Working from the records below, repeat exactly the lines starting at the line that contains "self.state.subscribe()" and ending at the line that contains "Every registered application", inclusive.

-------- Information supplied

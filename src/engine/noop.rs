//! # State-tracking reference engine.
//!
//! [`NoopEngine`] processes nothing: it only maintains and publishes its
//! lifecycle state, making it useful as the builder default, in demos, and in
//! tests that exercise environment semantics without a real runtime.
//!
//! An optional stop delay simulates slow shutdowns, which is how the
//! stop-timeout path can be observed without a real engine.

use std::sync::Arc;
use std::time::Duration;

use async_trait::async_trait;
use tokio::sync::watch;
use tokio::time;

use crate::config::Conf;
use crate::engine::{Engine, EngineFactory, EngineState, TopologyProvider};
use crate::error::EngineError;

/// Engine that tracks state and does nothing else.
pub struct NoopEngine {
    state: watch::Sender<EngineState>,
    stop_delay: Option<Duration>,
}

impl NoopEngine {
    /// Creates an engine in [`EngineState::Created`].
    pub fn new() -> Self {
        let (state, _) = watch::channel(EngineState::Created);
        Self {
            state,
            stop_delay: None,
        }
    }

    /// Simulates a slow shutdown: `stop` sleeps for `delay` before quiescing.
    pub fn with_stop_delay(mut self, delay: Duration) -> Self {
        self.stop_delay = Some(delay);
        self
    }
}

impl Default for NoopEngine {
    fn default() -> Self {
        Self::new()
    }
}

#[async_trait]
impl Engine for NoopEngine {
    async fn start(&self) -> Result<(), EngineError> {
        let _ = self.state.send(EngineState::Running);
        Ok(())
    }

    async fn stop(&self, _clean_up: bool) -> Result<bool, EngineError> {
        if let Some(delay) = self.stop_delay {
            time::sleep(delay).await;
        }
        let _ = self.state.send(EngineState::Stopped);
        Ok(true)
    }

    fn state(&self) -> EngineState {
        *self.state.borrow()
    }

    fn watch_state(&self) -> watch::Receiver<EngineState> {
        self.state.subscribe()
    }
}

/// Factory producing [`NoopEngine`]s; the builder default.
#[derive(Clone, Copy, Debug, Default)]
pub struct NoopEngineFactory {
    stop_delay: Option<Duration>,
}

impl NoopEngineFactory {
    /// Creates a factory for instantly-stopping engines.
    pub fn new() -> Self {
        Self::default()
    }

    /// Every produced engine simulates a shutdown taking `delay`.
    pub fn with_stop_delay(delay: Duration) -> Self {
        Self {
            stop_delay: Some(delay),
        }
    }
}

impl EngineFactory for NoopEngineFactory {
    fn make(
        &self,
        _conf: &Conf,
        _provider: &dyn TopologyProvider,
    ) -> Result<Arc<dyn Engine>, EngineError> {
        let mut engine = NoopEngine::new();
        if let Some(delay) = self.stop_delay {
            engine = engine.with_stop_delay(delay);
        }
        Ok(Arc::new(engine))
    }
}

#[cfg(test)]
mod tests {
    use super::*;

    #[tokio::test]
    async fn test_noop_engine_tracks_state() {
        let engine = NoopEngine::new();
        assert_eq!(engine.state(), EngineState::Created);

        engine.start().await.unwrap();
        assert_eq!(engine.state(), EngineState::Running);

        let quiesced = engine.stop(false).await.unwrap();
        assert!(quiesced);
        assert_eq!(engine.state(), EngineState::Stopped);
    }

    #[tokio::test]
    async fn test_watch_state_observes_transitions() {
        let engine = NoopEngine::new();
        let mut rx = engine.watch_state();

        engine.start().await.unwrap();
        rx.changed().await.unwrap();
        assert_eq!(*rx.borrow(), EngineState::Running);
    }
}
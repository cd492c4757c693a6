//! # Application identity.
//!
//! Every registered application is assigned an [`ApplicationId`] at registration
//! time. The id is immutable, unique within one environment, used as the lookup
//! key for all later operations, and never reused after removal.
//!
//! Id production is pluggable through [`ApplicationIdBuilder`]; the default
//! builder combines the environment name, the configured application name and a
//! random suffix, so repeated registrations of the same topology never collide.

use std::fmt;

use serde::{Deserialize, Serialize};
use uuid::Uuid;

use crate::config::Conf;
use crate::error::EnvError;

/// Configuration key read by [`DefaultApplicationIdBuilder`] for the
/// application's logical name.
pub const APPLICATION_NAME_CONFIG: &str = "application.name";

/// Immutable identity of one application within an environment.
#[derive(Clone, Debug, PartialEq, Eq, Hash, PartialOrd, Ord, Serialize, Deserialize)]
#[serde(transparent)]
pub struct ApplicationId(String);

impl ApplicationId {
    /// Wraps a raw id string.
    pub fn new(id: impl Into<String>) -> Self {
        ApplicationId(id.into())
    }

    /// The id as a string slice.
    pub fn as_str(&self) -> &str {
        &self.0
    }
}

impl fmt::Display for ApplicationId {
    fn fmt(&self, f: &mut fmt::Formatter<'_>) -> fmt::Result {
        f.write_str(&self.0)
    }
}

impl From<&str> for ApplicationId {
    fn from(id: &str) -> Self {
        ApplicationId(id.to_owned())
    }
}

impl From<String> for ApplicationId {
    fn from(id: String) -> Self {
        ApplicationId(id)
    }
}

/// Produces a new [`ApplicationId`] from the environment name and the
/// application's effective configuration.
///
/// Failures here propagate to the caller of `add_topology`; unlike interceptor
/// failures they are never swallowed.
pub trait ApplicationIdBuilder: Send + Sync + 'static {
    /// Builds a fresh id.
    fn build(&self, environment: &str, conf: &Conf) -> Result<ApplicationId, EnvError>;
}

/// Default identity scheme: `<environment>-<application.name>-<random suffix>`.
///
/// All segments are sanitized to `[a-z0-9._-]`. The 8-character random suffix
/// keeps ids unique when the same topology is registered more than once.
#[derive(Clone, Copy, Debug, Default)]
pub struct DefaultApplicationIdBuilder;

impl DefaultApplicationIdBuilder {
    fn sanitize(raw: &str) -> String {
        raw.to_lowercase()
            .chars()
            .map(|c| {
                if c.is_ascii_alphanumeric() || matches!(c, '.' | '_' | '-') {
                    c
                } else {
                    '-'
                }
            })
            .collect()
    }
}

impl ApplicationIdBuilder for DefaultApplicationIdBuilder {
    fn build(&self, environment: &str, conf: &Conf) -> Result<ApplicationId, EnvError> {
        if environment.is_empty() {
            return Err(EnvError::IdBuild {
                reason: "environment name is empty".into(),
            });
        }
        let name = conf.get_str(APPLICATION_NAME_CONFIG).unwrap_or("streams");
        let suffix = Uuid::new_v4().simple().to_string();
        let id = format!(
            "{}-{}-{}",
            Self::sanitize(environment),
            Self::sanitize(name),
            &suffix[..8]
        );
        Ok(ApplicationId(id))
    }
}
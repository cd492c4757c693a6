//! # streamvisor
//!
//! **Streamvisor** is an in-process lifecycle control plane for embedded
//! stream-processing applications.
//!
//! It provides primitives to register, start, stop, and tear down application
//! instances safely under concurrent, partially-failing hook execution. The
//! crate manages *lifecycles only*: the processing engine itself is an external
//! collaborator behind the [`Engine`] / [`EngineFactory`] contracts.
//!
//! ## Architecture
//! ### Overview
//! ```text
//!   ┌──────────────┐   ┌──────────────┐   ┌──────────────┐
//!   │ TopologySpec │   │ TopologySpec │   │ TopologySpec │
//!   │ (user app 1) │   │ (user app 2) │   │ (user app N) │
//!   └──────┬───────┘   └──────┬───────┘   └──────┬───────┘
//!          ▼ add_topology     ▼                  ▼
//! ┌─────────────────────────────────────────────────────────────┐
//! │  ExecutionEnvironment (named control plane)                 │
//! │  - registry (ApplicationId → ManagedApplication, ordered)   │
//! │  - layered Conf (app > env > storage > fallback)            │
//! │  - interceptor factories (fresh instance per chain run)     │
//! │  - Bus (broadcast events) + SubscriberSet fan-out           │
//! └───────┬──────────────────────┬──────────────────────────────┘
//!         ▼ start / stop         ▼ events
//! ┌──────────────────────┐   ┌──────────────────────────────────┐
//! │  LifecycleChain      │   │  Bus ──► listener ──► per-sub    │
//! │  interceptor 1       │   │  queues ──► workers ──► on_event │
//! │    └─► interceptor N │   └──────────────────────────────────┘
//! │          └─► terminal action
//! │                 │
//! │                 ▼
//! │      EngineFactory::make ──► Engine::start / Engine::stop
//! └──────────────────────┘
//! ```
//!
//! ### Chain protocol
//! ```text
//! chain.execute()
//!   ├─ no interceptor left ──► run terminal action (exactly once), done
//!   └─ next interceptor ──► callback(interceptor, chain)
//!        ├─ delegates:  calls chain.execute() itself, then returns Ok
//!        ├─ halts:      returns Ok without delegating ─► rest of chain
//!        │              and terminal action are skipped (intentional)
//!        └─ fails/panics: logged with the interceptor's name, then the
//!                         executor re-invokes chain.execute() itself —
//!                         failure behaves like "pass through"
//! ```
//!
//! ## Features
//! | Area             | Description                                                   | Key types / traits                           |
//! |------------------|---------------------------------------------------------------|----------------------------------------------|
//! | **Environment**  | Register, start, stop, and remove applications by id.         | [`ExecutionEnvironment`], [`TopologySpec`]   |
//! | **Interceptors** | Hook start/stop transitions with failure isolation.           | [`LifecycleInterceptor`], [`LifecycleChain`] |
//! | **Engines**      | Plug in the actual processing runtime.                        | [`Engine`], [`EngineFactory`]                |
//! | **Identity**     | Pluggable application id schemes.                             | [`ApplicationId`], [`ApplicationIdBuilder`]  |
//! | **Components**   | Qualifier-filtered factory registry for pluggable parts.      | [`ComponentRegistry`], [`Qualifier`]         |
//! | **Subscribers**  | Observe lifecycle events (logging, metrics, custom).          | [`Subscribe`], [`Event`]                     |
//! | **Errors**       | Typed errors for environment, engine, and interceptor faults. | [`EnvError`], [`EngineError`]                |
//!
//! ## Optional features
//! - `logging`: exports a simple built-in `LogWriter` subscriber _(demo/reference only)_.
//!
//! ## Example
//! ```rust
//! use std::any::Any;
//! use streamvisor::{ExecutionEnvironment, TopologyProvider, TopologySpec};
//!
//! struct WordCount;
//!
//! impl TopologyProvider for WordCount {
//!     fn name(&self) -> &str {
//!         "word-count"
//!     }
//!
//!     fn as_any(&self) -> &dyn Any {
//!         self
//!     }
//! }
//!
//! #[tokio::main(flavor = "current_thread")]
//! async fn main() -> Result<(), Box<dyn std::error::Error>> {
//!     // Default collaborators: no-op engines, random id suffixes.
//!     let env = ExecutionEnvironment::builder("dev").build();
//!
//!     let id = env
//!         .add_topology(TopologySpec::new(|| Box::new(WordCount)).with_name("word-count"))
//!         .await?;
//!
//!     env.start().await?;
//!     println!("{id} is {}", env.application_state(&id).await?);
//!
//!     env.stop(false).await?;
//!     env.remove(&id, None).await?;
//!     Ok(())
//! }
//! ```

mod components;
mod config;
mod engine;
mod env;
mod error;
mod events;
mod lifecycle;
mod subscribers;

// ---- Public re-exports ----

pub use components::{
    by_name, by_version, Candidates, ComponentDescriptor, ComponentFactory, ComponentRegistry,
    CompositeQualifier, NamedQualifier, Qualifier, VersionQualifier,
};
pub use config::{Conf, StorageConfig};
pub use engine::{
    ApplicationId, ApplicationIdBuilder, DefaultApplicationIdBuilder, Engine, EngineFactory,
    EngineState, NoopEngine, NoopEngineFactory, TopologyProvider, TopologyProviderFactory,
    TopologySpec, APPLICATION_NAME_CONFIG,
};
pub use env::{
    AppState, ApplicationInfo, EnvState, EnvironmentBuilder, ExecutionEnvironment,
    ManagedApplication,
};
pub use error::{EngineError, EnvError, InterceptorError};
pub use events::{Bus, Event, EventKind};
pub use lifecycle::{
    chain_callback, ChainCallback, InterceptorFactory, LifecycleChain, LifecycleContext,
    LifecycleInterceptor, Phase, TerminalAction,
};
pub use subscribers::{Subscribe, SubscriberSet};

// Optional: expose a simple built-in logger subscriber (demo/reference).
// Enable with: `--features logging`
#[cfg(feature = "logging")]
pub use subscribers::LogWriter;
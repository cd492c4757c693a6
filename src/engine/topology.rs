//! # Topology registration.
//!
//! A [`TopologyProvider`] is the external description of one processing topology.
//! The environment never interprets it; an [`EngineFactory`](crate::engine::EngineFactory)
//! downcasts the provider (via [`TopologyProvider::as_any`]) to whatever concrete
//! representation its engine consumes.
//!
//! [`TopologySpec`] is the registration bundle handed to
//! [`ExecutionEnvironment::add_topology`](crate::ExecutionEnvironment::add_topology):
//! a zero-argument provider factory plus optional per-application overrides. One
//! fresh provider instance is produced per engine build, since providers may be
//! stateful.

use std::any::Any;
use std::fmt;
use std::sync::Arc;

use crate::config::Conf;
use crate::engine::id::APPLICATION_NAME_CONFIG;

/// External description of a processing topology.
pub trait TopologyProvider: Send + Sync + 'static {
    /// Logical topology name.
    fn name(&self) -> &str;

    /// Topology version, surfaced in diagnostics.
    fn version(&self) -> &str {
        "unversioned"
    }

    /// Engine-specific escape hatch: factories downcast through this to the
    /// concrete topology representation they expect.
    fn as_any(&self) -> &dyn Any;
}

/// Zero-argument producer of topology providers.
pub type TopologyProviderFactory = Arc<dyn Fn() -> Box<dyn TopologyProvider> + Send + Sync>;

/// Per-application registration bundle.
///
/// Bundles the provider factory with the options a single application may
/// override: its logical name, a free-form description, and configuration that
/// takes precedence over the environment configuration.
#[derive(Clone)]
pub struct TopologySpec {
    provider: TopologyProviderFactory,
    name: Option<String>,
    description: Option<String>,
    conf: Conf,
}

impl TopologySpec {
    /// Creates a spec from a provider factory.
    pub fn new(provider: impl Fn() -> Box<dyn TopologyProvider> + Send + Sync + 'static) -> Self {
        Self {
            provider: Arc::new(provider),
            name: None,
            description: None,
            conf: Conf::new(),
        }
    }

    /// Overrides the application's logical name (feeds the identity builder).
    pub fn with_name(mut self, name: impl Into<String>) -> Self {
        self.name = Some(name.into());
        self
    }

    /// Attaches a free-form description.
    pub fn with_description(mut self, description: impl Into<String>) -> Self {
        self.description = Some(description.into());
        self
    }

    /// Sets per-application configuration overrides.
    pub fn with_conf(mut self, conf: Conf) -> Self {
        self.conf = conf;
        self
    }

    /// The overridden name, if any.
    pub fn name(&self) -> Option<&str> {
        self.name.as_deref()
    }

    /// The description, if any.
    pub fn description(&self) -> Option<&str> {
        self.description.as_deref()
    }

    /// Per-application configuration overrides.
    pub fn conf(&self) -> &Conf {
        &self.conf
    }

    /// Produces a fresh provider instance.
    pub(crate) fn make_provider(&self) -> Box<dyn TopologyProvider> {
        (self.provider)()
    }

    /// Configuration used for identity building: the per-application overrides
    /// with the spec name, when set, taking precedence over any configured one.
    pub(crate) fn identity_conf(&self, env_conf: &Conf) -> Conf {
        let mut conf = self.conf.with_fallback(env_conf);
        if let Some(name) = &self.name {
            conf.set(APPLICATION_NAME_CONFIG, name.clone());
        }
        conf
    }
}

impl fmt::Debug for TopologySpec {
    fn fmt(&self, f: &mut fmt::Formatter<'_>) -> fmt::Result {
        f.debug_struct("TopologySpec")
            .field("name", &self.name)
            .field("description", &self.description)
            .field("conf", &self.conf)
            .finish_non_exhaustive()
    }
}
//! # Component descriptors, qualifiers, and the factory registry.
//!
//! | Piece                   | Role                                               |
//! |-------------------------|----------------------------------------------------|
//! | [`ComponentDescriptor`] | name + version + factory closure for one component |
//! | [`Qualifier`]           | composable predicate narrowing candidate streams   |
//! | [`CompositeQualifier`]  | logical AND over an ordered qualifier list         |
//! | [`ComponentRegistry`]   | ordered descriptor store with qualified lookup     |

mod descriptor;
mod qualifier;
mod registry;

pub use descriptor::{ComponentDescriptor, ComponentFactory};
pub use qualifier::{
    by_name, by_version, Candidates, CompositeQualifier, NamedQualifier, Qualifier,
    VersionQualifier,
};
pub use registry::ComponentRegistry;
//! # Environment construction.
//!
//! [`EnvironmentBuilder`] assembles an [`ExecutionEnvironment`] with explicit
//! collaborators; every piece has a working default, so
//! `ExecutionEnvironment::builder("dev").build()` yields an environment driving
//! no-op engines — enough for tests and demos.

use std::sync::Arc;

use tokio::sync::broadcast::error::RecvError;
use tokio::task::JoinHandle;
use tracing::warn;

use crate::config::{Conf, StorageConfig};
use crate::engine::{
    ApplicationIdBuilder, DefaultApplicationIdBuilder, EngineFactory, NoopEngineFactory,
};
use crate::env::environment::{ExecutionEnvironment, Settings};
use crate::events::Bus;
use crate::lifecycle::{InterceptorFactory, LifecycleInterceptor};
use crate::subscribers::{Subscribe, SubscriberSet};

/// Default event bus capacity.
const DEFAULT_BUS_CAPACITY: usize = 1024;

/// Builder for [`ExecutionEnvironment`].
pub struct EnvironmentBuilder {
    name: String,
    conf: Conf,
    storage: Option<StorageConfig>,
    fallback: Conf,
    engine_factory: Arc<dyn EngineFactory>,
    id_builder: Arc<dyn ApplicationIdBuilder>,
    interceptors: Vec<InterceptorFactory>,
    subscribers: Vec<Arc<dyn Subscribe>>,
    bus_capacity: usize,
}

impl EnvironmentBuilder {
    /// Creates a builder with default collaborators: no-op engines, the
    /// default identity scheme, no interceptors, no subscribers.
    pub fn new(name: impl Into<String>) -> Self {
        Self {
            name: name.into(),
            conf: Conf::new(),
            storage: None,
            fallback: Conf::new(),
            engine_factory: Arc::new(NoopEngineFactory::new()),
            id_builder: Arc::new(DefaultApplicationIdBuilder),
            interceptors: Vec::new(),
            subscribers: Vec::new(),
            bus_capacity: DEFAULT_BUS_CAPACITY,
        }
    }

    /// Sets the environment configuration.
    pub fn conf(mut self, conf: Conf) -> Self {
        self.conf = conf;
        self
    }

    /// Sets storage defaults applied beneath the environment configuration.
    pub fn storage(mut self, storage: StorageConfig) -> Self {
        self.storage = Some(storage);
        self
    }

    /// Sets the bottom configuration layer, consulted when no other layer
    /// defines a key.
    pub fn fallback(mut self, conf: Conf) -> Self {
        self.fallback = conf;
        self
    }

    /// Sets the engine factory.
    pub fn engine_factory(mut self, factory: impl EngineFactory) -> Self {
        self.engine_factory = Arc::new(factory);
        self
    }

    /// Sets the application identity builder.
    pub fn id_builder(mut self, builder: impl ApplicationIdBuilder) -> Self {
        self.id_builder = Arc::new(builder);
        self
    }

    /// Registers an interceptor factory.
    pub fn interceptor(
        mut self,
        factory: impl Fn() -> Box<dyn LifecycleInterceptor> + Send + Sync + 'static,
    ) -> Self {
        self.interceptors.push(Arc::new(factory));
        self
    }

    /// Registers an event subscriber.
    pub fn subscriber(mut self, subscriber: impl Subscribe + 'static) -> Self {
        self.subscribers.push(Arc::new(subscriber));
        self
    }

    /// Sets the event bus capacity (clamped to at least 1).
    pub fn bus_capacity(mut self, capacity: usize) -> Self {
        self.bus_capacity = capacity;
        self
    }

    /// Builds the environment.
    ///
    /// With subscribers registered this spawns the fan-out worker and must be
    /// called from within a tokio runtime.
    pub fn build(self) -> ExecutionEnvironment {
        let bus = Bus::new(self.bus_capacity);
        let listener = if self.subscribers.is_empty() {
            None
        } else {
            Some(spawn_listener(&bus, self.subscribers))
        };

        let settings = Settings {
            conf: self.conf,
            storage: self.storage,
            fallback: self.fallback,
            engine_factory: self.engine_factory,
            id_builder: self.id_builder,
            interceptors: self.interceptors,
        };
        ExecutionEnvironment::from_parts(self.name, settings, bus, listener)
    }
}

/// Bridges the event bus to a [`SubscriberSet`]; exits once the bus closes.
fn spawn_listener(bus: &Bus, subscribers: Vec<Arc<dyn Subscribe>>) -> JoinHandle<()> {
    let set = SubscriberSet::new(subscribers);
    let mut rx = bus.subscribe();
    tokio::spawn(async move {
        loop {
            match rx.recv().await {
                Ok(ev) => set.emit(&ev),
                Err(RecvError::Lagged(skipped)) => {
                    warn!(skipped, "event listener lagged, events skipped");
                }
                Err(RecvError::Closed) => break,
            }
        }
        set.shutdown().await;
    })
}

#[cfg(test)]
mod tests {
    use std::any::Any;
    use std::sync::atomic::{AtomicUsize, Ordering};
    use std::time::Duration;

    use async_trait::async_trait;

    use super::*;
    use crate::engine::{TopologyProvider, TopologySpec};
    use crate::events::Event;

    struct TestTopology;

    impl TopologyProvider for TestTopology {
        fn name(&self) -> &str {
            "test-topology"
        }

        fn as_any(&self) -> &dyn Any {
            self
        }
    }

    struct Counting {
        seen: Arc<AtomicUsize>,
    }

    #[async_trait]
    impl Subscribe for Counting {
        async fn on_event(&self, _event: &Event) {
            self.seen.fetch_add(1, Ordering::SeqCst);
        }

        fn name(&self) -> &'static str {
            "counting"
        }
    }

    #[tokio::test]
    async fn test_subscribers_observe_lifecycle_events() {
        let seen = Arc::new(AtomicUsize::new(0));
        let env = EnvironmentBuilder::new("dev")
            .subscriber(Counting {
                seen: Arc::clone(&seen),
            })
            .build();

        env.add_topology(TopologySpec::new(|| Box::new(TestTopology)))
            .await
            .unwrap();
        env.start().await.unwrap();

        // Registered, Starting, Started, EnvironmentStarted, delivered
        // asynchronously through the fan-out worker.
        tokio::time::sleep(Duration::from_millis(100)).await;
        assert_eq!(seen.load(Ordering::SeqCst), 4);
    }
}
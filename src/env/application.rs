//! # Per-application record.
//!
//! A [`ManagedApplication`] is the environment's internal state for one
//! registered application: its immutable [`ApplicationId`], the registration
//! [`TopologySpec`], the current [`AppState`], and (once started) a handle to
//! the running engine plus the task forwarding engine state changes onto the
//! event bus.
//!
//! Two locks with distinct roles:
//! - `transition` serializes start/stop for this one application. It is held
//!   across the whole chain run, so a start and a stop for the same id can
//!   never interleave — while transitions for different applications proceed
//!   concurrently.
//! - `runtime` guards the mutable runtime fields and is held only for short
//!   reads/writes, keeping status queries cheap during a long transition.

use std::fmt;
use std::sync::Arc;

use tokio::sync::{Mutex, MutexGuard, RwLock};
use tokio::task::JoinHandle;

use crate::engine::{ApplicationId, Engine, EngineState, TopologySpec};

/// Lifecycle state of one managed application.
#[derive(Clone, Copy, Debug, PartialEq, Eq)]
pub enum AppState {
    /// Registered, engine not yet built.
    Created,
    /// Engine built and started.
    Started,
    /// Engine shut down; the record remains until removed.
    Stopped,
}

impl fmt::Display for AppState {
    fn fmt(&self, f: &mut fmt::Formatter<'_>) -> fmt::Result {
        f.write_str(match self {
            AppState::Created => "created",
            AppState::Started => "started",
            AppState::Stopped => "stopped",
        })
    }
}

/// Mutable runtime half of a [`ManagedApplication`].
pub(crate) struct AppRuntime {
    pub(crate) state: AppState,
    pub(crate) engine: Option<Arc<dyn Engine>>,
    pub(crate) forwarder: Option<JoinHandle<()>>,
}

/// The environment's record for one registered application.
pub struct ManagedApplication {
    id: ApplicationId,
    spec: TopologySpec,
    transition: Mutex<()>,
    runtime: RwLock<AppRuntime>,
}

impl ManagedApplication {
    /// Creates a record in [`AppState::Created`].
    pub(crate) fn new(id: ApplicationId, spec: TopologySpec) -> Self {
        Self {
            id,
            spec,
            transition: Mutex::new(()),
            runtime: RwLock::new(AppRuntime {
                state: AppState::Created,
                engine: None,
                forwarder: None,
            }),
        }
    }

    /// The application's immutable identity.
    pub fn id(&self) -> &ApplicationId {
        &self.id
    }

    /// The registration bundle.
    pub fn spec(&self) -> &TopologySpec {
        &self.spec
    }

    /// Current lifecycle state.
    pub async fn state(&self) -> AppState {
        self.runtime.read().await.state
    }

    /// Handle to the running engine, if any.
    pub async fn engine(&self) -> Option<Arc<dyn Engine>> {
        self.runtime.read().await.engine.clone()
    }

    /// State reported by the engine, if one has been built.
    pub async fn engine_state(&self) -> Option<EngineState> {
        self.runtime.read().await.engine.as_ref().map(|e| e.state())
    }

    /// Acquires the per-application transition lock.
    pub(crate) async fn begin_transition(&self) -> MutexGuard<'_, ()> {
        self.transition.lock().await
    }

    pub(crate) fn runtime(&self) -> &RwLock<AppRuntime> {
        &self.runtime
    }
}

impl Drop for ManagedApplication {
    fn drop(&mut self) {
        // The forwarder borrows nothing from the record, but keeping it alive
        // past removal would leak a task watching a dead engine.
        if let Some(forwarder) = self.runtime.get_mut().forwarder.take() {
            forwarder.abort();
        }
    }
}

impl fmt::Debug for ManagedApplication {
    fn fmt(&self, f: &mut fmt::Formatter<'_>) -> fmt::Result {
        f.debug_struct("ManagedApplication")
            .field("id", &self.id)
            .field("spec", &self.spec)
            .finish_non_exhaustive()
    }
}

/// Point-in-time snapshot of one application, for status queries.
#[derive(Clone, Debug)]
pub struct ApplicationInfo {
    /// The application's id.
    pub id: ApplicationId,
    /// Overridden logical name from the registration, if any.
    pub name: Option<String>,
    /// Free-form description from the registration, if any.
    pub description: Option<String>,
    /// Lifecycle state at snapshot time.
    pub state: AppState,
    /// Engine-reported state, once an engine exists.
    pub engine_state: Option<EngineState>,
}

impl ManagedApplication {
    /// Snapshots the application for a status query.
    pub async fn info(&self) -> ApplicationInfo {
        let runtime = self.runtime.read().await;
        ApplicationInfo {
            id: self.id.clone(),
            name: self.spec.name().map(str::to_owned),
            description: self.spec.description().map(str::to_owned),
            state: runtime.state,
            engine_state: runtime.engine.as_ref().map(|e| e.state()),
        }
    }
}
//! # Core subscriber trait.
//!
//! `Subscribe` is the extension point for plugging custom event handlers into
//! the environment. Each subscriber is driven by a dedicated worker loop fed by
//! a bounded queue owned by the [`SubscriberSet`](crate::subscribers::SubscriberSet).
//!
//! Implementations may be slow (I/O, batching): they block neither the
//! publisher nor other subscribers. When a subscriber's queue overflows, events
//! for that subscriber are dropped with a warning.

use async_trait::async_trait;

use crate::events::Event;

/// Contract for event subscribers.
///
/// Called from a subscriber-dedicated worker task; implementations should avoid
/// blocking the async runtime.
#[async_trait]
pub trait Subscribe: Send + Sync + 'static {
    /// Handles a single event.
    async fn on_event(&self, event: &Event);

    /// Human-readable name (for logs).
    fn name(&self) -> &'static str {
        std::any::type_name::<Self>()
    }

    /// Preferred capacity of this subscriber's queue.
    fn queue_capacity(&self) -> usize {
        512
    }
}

----------------

Exercise solution:
        self.state.subscribe()
    }
}

/// Factory producing [`NoopEngine`]s; the builder default.
#[derive(Clone, Copy, Debug, Default)]
pub struct NoopEngineFactory {
    stop_delay: Option<Duration>,
}

impl NoopEngineFactory {
    /// Creates a factory for instantly-stopping engines.
    pub fn new() -> Self {
        Self::default()
    }

    /// Every produced engine simulates a shutdown taking `delay`.
    pub fn with_stop_delay(delay: Duration) -> Self {
        Self {
            stop_delay: Some(delay),
        }
    }
}

impl EngineFactory for NoopEngineFactory {
    fn make(
        &self,
        _conf: &Conf,
        _provider: &dyn TopologyProvider,
    ) -> Result<Arc<dyn Engine>, EngineError> {
        let mut engine = NoopEngine::new();
        if let Some(delay) = self.stop_delay {
            engine = engine.with_stop_delay(delay);
        }
        Ok(Arc::new(engine))
    }
}

#[cfg(test)]
mod tests {
    use super::*;

    #[tokio::test]
    async fn test_noop_engine_tracks_state() {
        let engine = NoopEngine::new();
        assert_eq!(engine.state(), EngineState::Created);

        engine.start().await.unwrap();
        assert_eq!(engine.state(), EngineState::Running);

        let quiesced = engine.stop(false).await.unwrap();
        assert!(quiesced);
        assert_eq!(engine.state(), EngineState::Stopped);
    }

    #[tokio::test]
    async fn test_watch_state_observes_transitions() {
        let engine = NoopEngine::new();
        let mut rx = engine.watch_state();

        engine.start().await.unwrap();
        rx.changed().await.unwrap();
        assert_eq!(*rx.borrow(), EngineState::Running);
    }
}
repository cd492c4757c693a6
//! # Application identity.
//!
//! Every registered application is assigned an [`ApplicationId`] at registration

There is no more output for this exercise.